Case 2: According to the TDS, the system is critical unstable when the fault clearing time is 8 cycles. Figure 7a,b are the TDS results. From the relative rotor angle curves in Figure 7b, it is seen that the relative rotor angles of the CGP shows the first-swing instability after fault. From the LLE evolution shown in Figure 7c, it can be found that the LLE curve for the CGP crosses the zero line. The relative rotor speed at time tZCP for the CGP (shown in Figure 7d) is greater than zero, i.e., ΔωZCP > 0. According to the proposed transient stability criterion, the system is unstable, and the moment of stability identified for the CGP is 0.87 s, i.e., the time needed to identify the transient rotor angle instability is only 0.71 s after clearing fault. In contrast, for the traditional LLE-based method in [22], a longer time is needed to observe the final sign of the LLE evolution depicted in Figure 7c, which identifies the rotor angle instability. Therefore, the system would be out-of-step before emergency control measures can be taken if the rotor angle stability is assessed by the proposed method in [22].
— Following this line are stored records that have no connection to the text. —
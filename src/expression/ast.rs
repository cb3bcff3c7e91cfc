use serde_json::Value as Json;
use std::fmt;

/// Closed expression tree used by workflow conditions, rule checks and
/// entity query filters.
#[derive(Debug, Clone, PartialEq)]
pub enum Expr {
    Literal(Json),
    /// `a` or `input.Customer.Name`
    Path(Vec<String>),
    Not(Box<Expr>),
    Negate(Box<Expr>),
    Binary {
        left: Box<Expr>,
        op: BinaryOp,
        right: Box<Expr>,
    },
    IsNull {
        expr: Box<Expr>,
        negated: bool,
    },
    InList {
        expr: Box<Expr>,
        list: Vec<Expr>,
        negated: bool,
    },
    Like {
        expr: Box<Expr>,
        pattern: Box<Expr>,
        negated: bool,
        case_insensitive: bool,
    },
}

#[derive(Debug, Clone, Copy, PartialEq, Eq)]
pub enum BinaryOp {
    Eq,
    NotEq,
    Lt,
    LtEq,
    Gt,
    GtEq,
    And,
    Or,
    Plus,
    Minus,
    Multiply,
    Divide,
    Modulo,
}

impl BinaryOp {
    pub fn is_comparison(&self) -> bool {
        matches!(
            self,
            Self::Eq | Self::NotEq | Self::Lt | Self::LtEq | Self::Gt | Self::GtEq
        )
    }

    pub fn is_arithmetic(&self) -> bool {
        matches!(
            self,
            Self::Plus | Self::Minus | Self::Multiply | Self::Divide | Self::Modulo
        )
    }
}

impl Expr {
    pub fn path(dotted: &str) -> Self {
        Self::Path(dotted.split('.').map(str::to_string).collect())
    }

    /// Every path the expression reads, in order of appearance.
    pub fn paths(&self) -> Vec<&[String]> {
        let mut out = Vec::new();
        self.collect_paths(&mut out);
        out
    }

    fn collect_paths<'a>(&'a self, out: &mut Vec<&'a [String]>) {
        match self {
            Expr::Literal(_) => {}
            Expr::Path(parts) => out.push(parts),
            Expr::Not(inner) | Expr::Negate(inner) => inner.collect_paths(out),
            Expr::Binary { left, right, .. } => {
                left.collect_paths(out);
                right.collect_paths(out);
            }
            Expr::IsNull { expr, .. } => expr.collect_paths(out),
            Expr::InList { expr, list, .. } => {
                expr.collect_paths(out);
                for item in list {
                    item.collect_paths(out);
                }
            }
            Expr::Like { expr, pattern, .. } => {
                expr.collect_paths(out);
                pattern.collect_paths(out);
            }
        }
    }
}

impl fmt::Display for BinaryOp {
    fn fmt(&self, f: &mut fmt::Formatter<'_>) -> fmt::Result {
        let symbol = match self {
            Self::Eq => "=",
            Self::NotEq => "!=",
            Self::Lt => "<",
            Self::LtEq => "<=",
            Self::Gt => ">",
            Self::GtEq => ">=",
            Self::And => "AND",
            Self::Or => "OR",
            Self::Plus => "+",
            Self::Minus => "-",
            Self::Multiply => "*",
            Self::Divide => "/",
            Self::Modulo => "%",
        };
        write!(f, "{}", symbol)
    }
}

impl fmt::Display for Expr {
    fn fmt(&self, f: &mut fmt::Formatter<'_>) -> fmt::Result {
        match self {
            Expr::Literal(Json::String(s)) => write!(f, "'{}'", s.replace('\'', "''")),
            Expr::Literal(value) => write!(f, "{}", value),
            Expr::Path(parts) => write!(f, "{}", parts.join(".")),
            Expr::Not(inner) => write!(f, "NOT {}", inner),
            Expr::Negate(inner) => write!(f, "-{}", inner),
            Expr::Binary { left, op, right } => write!(f, "({} {} {})", left, op, right),
            Expr::IsNull { expr, negated } => {
                write!(f, "{} IS {}NULL", expr, if *negated { "NOT " } else { "" })
            }
            Expr::InList {
                expr,
                list,
                negated,
            } => {
                let items: Vec<String> = list.iter().map(|e| e.to_string()).collect();
                write!(
                    f,
                    "{} {}IN ({})",
                    expr,
                    if *negated { "NOT " } else { "" },
                    items.join(", ")
                )
            }
            Expr::Like {
                expr,
                pattern,
                negated,
                case_insensitive,
            } => write!(
                f,
                "{} {}{} {}",
                expr,
                if *negated { "NOT " } else { "" },
                if *case_insensitive { "ILIKE" } else { "LIKE" },
                pattern
            ),
        }
    }
}
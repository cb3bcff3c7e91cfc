//! `{{path}}` substitution in step parameter values.

use regex::Regex;
use serde_json::Value as Json;

use super::eval::resolve_path;

lazy_static::lazy_static! {
    static ref PLACEHOLDER: Regex = Regex::new(r"\{\{\s*([A-Za-z_][A-Za-z0-9_.]*)\s*\}\}")
        .unwrap_or_else(|_| unreachable!("placeholder pattern is a literal"));
}

pub fn contains_template(raw: &str) -> bool {
    PLACEHOLDER.is_match(raw)
}

/// Paths referenced by placeholders, in order of appearance.
pub fn placeholders(raw: &str) -> Vec<String> {
    PLACEHOLDER
        .captures_iter(raw)
        .filter_map(|c| c.get(1).map(|m| m.as_str().to_string()))
        .collect()
}

/// Substitutes placeholders from `scope`.
///
/// A value that is exactly one placeholder keeps the referenced JSON type
/// (`"{{input.Total}}"` can yield a number or an object). Otherwise each
/// placeholder is spliced in as text, with `null` rendering as empty.
pub fn render(raw: &str, scope: &Json) -> Json {
    let trimmed = raw.trim();
    if let Some(caps) = PLACEHOLDER.captures(trimmed)
        && let Some(whole) = caps.get(0)
        && whole.start() == 0
        && whole.end() == trimmed.len()
    {
        return lookup(scope, &caps[1]);
    }

    let rendered = PLACEHOLDER.replace_all(raw, |caps: &regex::Captures<'_>| {
        match lookup(scope, &caps[1]) {
            Json::Null => String::new(),
            Json::String(s) => s,
            other => other.to_string(),
        }
    });
    Json::String(rendered.into_owned())
}

fn lookup(scope: &Json, dotted: &str) -> Json {
    let path: Vec<String> = dotted.split('.').map(str::to_string).collect();
    resolve_path(scope, &path)
}

#[cfg(test)]
mod tests {
    use super::*;
    use serde_json::json;

    #[test]
    fn test_single_placeholder_keeps_type() {
        let scope = json!({"input": {"Total": 42.5, "Customer": {"Id": 7}}});
        assert_eq!(render("{{input.Total}}", &scope), json!(42.5));
        assert_eq!(render("{{ input.Customer }}", &scope), json!({"Id": 7}));
    }

    #[test]
    fn test_interpolation_inside_text() {
        let scope = json!({"order": {"OrderId": 12}, "name": "Ada"});
        assert_eq!(
            render("Order {{order.OrderId}} for {{name}}{{missing}}", &scope),
            json!("Order 12 for Ada")
        );
        assert_eq!(placeholders("{{a}} and {{b.c}}"), vec!["a", "b.c"]);
        assert!(!contains_template("no braces {here}"));
    }
}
Furthermore, to verify the accuracy and effectiveness of the proposed assessment scheme for transient stability, the results assessed by the proposed approach, TDS, and the traditional LLE-based approach in [22] were compared. The comparisons of the simulation results for the fault scenario mentioned above with different fault clearing time are summarized in Table 1, which proves that the proposed scheme can assess the transient rotor angle stability accurately and rapidly. Moreover, the critical stable condition and the critical unstable condition can be distinguished accurately by the proposed approach. It should also be observed that the transient stability assessment time ranges from 0.29 s to 0.73 s, which indicates the rapidity of the proposed method. On the other hand, the assessment results obtained by the method in [22] for the cases of Tc = 7 cycles and Tc = 7.5 cycles are incorrect since it only ensures the signs of the LLEs at t = 4 s. Meanwhile, the stability assessment time needed for the unstable cases are much shorter than the time needed for the stable cases, so that the proposed approach is appropriate for being used in the real-time emergency control in order to avoid out-of-step splitting in power system. Furthermore, it can be seen that the longer fault clearing time leads to a less transient stability assessment time for unstable conditions. Figure 8 shows the LLE–time curves with different fault clearing times corresponding to Table 1. It can be seen that both of the stability assessment results obtained by the proposed approach and the LLE evolution method are accurate. However, most of the LLE–time curves fluctuate between positive and negative values for quite a long time. Therefore, it will take a long time to assess the rotor angle stability with the proposed approach in [22].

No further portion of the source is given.